## Task statement
Line filter on the word "shutdown": copy each matching line from the entries.

## Exercise materials
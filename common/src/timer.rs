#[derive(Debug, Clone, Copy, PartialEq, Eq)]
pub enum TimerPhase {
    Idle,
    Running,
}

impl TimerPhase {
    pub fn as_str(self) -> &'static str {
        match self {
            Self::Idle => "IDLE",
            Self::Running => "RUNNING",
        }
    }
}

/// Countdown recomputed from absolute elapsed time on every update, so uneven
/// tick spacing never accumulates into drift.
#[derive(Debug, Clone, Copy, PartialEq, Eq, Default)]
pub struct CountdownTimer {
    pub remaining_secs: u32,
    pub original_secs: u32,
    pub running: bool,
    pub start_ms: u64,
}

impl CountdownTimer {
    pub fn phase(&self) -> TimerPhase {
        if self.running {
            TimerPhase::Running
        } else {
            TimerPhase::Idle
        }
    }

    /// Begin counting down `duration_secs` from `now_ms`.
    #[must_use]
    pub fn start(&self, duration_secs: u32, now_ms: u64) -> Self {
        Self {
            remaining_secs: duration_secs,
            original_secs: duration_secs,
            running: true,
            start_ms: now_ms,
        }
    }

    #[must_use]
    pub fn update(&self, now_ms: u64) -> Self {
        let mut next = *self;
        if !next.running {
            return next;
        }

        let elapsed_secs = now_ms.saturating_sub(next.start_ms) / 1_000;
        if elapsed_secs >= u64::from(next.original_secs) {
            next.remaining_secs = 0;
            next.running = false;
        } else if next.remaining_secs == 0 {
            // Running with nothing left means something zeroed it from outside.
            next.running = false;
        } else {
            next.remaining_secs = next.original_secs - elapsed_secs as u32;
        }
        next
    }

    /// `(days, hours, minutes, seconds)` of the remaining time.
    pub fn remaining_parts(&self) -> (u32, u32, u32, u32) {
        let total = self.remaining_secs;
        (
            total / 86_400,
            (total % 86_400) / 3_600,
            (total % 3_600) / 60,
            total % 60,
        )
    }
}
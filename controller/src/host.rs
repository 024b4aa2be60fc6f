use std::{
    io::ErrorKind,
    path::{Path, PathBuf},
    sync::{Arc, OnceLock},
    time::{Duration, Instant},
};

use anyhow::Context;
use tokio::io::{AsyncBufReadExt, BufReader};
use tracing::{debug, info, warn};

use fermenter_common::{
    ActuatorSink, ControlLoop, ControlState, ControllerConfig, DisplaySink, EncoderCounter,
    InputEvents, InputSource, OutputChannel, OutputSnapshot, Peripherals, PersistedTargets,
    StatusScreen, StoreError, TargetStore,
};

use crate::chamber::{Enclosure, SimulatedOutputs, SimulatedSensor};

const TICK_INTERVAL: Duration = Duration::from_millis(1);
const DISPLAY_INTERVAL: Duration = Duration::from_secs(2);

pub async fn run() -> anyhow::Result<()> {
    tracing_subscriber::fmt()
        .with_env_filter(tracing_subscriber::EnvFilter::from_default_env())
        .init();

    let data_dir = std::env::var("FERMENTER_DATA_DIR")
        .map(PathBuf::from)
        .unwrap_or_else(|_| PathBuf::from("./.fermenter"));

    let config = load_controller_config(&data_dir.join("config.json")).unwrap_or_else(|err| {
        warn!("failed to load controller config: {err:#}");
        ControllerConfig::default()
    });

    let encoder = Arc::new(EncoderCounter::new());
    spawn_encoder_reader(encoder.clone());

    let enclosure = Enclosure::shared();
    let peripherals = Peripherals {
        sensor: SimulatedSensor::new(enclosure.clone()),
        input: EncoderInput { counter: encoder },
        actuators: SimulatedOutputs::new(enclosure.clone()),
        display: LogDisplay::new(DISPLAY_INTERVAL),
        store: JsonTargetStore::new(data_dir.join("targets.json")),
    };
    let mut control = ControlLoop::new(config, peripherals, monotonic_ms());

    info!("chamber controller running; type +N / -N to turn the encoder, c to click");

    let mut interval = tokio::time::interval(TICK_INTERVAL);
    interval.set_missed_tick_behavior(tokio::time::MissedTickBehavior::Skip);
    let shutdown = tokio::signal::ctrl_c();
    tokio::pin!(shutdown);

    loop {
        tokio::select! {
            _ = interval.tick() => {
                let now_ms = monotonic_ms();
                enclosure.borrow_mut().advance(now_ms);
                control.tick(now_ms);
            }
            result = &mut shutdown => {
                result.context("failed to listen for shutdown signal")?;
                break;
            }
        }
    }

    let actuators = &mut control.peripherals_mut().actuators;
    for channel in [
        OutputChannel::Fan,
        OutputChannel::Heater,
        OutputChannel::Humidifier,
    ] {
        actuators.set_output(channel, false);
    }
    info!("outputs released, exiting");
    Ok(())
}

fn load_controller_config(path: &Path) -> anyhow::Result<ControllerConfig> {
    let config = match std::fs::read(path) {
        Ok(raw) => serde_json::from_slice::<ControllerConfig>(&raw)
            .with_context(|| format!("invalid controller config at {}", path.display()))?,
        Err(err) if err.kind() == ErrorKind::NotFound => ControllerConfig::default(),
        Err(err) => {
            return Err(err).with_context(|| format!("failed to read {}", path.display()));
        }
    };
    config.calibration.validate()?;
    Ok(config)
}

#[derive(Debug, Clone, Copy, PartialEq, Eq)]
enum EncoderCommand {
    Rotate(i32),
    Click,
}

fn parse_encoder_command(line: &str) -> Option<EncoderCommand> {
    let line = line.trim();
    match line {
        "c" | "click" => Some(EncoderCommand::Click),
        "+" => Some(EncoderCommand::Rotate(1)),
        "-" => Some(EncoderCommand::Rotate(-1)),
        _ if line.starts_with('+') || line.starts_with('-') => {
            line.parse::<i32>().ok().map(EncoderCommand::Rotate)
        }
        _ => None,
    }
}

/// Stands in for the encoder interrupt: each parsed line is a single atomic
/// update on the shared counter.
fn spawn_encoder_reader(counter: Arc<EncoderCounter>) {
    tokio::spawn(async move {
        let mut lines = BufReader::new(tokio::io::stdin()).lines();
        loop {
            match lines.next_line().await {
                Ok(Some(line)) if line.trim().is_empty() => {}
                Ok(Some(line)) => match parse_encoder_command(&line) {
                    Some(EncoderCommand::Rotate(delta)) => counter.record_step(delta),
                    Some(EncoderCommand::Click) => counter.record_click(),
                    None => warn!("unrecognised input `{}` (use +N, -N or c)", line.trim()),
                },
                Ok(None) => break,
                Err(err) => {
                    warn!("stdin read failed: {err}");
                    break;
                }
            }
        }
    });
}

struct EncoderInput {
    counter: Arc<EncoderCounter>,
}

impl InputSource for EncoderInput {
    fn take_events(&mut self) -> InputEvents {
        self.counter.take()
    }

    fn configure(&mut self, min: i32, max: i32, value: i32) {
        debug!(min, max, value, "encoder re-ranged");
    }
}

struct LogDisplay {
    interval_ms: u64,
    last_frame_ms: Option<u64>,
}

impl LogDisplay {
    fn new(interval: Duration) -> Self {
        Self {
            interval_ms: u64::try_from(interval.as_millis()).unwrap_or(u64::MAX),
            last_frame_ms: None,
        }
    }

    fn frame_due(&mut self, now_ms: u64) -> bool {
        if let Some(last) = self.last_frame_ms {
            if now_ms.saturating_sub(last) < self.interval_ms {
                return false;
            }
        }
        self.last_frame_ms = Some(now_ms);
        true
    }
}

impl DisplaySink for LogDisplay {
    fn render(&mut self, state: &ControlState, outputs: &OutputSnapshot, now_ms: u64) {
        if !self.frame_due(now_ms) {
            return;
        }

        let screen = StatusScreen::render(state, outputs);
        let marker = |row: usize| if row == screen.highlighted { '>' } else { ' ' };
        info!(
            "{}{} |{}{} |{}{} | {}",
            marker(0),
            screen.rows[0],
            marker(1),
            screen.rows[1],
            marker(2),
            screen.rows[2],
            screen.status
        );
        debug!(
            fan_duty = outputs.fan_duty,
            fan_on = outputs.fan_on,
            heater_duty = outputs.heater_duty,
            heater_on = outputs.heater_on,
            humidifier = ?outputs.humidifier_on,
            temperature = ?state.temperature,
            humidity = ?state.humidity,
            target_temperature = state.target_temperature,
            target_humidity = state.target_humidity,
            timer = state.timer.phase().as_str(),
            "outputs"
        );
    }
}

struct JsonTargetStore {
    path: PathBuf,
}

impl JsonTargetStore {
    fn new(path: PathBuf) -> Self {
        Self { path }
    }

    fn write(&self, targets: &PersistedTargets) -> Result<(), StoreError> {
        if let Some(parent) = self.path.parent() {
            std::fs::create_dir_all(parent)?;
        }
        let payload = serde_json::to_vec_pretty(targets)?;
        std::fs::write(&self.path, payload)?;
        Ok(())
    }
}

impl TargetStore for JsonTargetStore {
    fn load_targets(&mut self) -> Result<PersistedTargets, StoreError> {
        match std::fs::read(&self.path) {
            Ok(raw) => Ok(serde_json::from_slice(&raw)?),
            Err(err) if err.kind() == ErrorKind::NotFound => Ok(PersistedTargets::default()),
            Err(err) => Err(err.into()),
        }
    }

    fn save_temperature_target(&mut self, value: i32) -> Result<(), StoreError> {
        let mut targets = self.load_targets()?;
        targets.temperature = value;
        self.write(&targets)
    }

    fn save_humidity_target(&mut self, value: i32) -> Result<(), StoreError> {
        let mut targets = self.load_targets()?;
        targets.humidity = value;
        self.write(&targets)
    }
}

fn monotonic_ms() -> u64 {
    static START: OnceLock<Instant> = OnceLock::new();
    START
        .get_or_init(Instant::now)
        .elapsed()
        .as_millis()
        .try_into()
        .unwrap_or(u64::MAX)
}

## Task answer
    let shutdown = tokio::signal::ctrl_c();
    tokio::pin!(shutdown);
            result = &mut shutdown => {
                result.context("failed to listen for shutdown signal")?;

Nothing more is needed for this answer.